Vogel (C.S.), P.J., and Hastings, J., concurred.
A petition for a rehearing was denied December 22, 1997, and the opinion was modified to read as printed above. The petition of appellant Michael G. Ross for review by the Supreme Court was denied February 25, 1998.
[*] Pursuant to California Rules of Court, rules 976(b) and 976.1, this opinion is certified for publication with the exception of parts I.B.1., I.B.3., I.B.4., II.A. and II.B.
 The parties disputed whether the Shpirts intentionally demolished a portion of the existing structure or whether the approved construction of a retaining wall caused a portion of the house to collapse. For purposes of appeal, we accept the findings of the trial court as true.
 Although the complaint was jointly filed, both parties maintained separate counsel, and often filed separate papers on issues which arose during the course of the litigation.
 Paragraph 12.04 provided in relevant part: “… In any legal or equitable proceeding by Declarant for the enforcement, or to restrain a violation of, this Declaration or any provisions hereof, the losing party or parties shall pay the attorneys’ fees of the winning party or parties in such amount as may be fixed by the court in such proceeding.”
 MOPOA also agreed to expedite approval of any plans submitted by the Shpirts in the future after the litigation was concluded.

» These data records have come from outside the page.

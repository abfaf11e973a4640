//! Incremental graph builder.

use std::collections::HashMap;

use hn_core::NodeId;

use crate::error::{GraphResult, ValidationError};
use crate::graph::{Edge, EdgeAttrs, Graph, Node, NodeRole};

/// Builder for constructing a graph incrementally.
///
/// Declare nodes with `add_node`, then wire them with `add_edge`, then call
/// `build()` to validate and freeze the result into an immutable [`Graph`].
///
/// Edge semantics follow the network description contract:
/// - an edge may only reference declared nodes,
/// - a later definition for the same ordered `(from, to)` pair overwrites
///   the earlier one,
/// - an undirected edge is materialized as two directed edges with
///   identical attributes.
#[derive(Debug, Default)]
pub struct GraphBuilder {
    nodes: Vec<Node>,
    index: HashMap<String, NodeId>,
    out: Vec<Vec<Edge>>,
}

impl GraphBuilder {
    /// Create a new empty builder.
    pub fn new() -> Self {
        Self::default()
    }

    /// Builder pre-seeded with another graph's node table.
    ///
    /// Used by transforms that keep topology but replace edge attributes.
    pub fn from_nodes(graph: &Graph) -> Self {
        Self {
            nodes: graph.nodes.clone(),
            index: graph.index.clone(),
            out: vec![Vec::new(); graph.nodes.len()],
        }
    }

    /// Declare a node and return its ID.
    ///
    /// Declaring the same name twice is idempotent: the existing ID is
    /// returned and the role is updated in place.
    pub fn add_node(&mut self, name: impl Into<String>, role: Option<NodeRole>) -> NodeId {
        let name = name.into();
        if let Some(&id) = self.index.get(&name) {
            self.nodes[id.index() as usize].role = role;
            return id;
        }
        let id = NodeId::from_index(self.nodes.len() as u32);
        self.index.insert(name.clone(), id);
        self.nodes.push(Node { id, name, role });
        self.out.push(Vec::new());
        id
    }

    /// Declare an edge between two previously declared nodes.
    ///
    /// Fails with [`ValidationError::UnknownEndpoint`] when either endpoint
    /// was never declared.
    pub fn add_edge(
        &mut self,
        from: &str,
        to: &str,
        attrs: EdgeAttrs,
        directed: bool,
    ) -> GraphResult<()> {
        let from_id = self.lookup(from, from, to)?;
        let to_id = self.lookup(to, from, to)?;
        self.push_edge(from_id, to_id, attrs);
        if !directed {
            self.push_edge(to_id, from_id, attrs);
        }
        Ok(())
    }

    fn lookup(&self, name: &str, from: &str, to: &str) -> GraphResult<NodeId> {
        self.index
            .get(name)
            .copied()
            .ok_or_else(|| ValidationError::UnknownEndpoint {
                from: from.to_string(),
                to: to.to_string(),
                missing: name.to_string(),
            })
    }

    /// Declare a directed edge by node ID.
    ///
    /// For callers that already hold IDs from a source graph (see
    /// [`GraphBuilder::from_nodes`]). Fails when either ID is out of range.
    pub fn add_edge_by_id(
        &mut self,
        from: NodeId,
        to: NodeId,
        attrs: EdgeAttrs,
    ) -> GraphResult<()> {
        for id in [from, to] {
            if id.index() as usize >= self.nodes.len() {
                return Err(ValidationError::UnknownEndpoint {
                    from: self.name_or_id(from),
                    to: self.name_or_id(to),
                    missing: self.name_or_id(id),
                });
            }
        }
        self.push_edge(from, to, attrs);
        Ok(())
    }

    fn name_or_id(&self, id: NodeId) -> String {
        self.nodes
            .get(id.index() as usize)
            .map(|n| n.name.clone())
            .unwrap_or_else(|| format!("#{id}"))
    }

    /// Insert or overwrite the edge for an ordered `(from, to)` pair.
    fn push_edge(&mut self, from: NodeId, to: NodeId, attrs: EdgeAttrs) {
        let slot = &mut self.out[from.index() as usize];
        match slot.iter_mut().find(|e| e.to == to) {
            Some(existing) => existing.attrs = attrs,
            None => slot.push(Edge { from, to, attrs }),
        }
    }

    /// Validate attribute values and freeze the graph.
    pub fn build(self) -> GraphResult<Graph> {
        for edge in self.out.iter().flatten() {
            self.check_finite(edge, "weight", edge.attrs.weight)?;
            self.check_finite(edge, "distance", edge.attrs.distance)?;
            self.check_finite(edge, "cost", edge.attrs.cost)?;
            self.check_finite(edge, "capacity", edge.attrs.capacity)?;
        }
        Ok(Graph {
            nodes: self.nodes,
            index: self.index,
            out: self.out,
        })
    }

    fn check_finite(&self, edge: &Edge, attr: &'static str, value: Option<f64>) -> GraphResult<()> {
        match value {
            Some(v) if !v.is_finite() => Err(ValidationError::NonFiniteAttr {
                from: self.nodes[edge.from.index() as usize].name.clone(),
                to: self.nodes[edge.to.index() as usize].name.clone(),
                attr,
                value: v,
            }),
            _ => Ok(()),
        }
    }
}
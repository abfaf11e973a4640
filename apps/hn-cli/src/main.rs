use clap::{Parser, Subcommand};
use std::path::{Path, PathBuf};

use hn_app::{dynamic_routing, max_flow_analysis, mst_analysis, shortest_path, AppResult};
use hn_dynamic::SensorSample;
use hn_engine::MstAlgorithm;
use hn_project::{load_network, NetworkDef, SinkDef};

#[derive(Parser)]
#[command(name = "hn-cli")]
#[command(about = "HydroNet CLI - Water distribution network analysis tool", long_about = None)]
struct Cli {
    #[command(subcommand)]
    command: Commands,
}

#[derive(Subcommand)]
enum Commands {
    /// Validate a network file's syntax and structure
    Validate {
        /// Path to the network JSON file
        network_path: PathBuf,
    },
    /// Compute the shortest path between two nodes
    ShortestPath {
        /// Path to the network JSON file
        network_path: PathBuf,
        /// Start node id
        #[arg(short, long)]
        source: String,
        /// Destination node id
        #[arg(short, long)]
        target: String,
    },
    /// Compute the maximum flow from the network's source to its sink(s)
    MaxFlow {
        /// Path to the network JSON file
        network_path: PathBuf,
        /// Override the network's source node
        #[arg(long)]
        source: Option<String>,
        /// Override the network's sink node(s); repeatable
        #[arg(long)]
        sink: Vec<String>,
    },
    /// Compute a minimum spanning tree (or forest, if disconnected)
    Mst {
        /// Path to the network JSON file
        network_path: PathBuf,
        /// Algorithm: kruskal or prim
        #[arg(short, long, default_value = "prim")]
        algorithm: MstAlgorithm,
    },
    /// Reweight the network from a sensor sample and rebuild routing
    Route {
        /// Path to the network JSON file
        network_path: PathBuf,
        /// Start node id (defaults to the network's source)
        #[arg(short, long)]
        source: Option<String>,
        /// Upstream pressure reading
        #[arg(long)]
        pressure1: f64,
        /// Downstream pressure reading
        #[arg(long)]
        pressure2: f64,
        /// Measured flow rate
        #[arg(long, allow_hyphen_values = true)]
        flow_rate: f64,
    },
}

fn main() -> AppResult<()> {
    tracing_subscriber::fmt::init();

    let cli = Cli::parse();

    match cli.command {
        Commands::Validate { network_path } => cmd_validate(&network_path),
        Commands::ShortestPath {
            network_path,
            source,
            target,
        } => cmd_shortest_path(&network_path, &source, &target),
        Commands::MaxFlow {
            network_path,
            source,
            sink,
        } => cmd_max_flow(&network_path, source, sink),
        Commands::Mst {
            network_path,
            algorithm,
        } => cmd_mst(&network_path, algorithm),
        Commands::Route {
            network_path,
            source,
            pressure1,
            pressure2,
            flow_rate,
        } => cmd_route(
            &network_path,
            source.as_deref(),
            SensorSample::new(pressure1, pressure2, flow_rate),
        ),
    }
}

fn cmd_validate(network_path: &Path) -> AppResult<()> {
    println!("Validating network: {}", network_path.display());
    let def = load_network(network_path)?;
    hn_project::compile_network(&def)?;
    println!(
        "✓ Network is valid ({} nodes, {} edges)",
        def.nodes.len(),
        def.edges.len()
    );
    Ok(())
}

fn cmd_shortest_path(network_path: &Path, source: &str, target: &str) -> AppResult<()> {
    let def = load_network(network_path)?;
    let response = shortest_path(&def, source, target)?;
    print_json(&response)
}

fn cmd_max_flow(
    network_path: &Path,
    source: Option<String>,
    sink: Vec<String>,
) -> AppResult<()> {
    let mut def = load_network(network_path)?;
    if let Some(source) = source {
        def.source = Some(source);
    }
    if !sink.is_empty() {
        def.sink = Some(SinkDef::Many(sink));
    }
    let response = max_flow_analysis(&def)?;
    print_json(&response)
}

fn cmd_mst(network_path: &Path, algorithm: MstAlgorithm) -> AppResult<()> {
    let def = load_network(network_path)?;
    let response = mst_analysis(&def, algorithm)?;
    print_json(&response)
}

fn cmd_route(network_path: &Path, source: Option<&str>, sample: SensorSample) -> AppResult<()> {
    let def: NetworkDef = load_network(network_path)?;
    let response = dynamic_routing(&def, &sample, source)?;
    print_json(&response)
}

fn print_json<T: serde::Serialize>(value: &T) -> AppResult<()> {
    println!("{}", serde_json::to_string_pretty(value)?);
    Ok(())
}
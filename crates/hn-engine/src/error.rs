//! Engine error types.

use thiserror::Error;

/// Semantically invalid requests against an otherwise well-formed graph.
#[derive(Error, Debug)]
pub enum GraphError {
    #[error("Unknown node: {name}")]
    UnknownNode { name: String },

    #[error("Negative weight on edge {from}->{to}: {value}")]
    NegativeWeight {
        from: String,
        to: String,
        value: f64,
    },

    #[error("Negative capacity on edge {from}->{to}: {value}")]
    NegativeCapacity {
        from: String,
        to: String,
        value: f64,
    },

    #[error("Flow source {name} is also a sink")]
    SourceIsSink { name: String },

    #[error("Flow query requires at least one sink")]
    NoSinks,
}

pub type EngineResult<T> = Result<T, GraphError>;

 The Davis-Stirling Common Interest Development Act, Civil Code section 1350 et seq., permits any owner of a separate interest in a “common interest development” to enforce the covenants and restrictions set forth in the declaration. (Civ. Code, § 1354, subd. (a).) Section 1354, subdivision (f), entitles any prevailing party, in an action under subdivision (a) to enforce the governing documents, to an award of reasonable attorney fees.
 Code of Civil Procedure section 2033, subdivision (o), permits recovery of the expense of establishing the genuineness of a document or the truth of any matter, including reasonable attorney fees, when the losing party failed to admit these matters in response to a request for admission.
 To the extent the court found that the indemnity agreement entitled Ross to recover attorney fees personally incurred by him, such finding is not supported by the evidence. The agreement obligated Ross to indemnify MOPOA for the cost of attorney fees incurred by MOPOA, and granted him a coextensive right to recover such fees from the Shpirts. It did not, and could not, assign to Ross a right to recover his own fees.
 In Gantman v. United Pacific Ins. Co. (1991) 232 Cal. App.3d 1560 [284 Cal. Rptr. 188], cited extensively by the parties in their briefs and at oral argument, the issue was whether the association or the individual homeowners had standing to sue an insurer where the association was the named insured. The court held that the association should be treated as a separate entity under Civil Code section 1363. (232 Cal. App.3d at p. 1566, fn. 4.) In that case, the CC&R’s “cause[d] each residential lot owner to be a member of [the] Association.” (Id. at p. 1564.)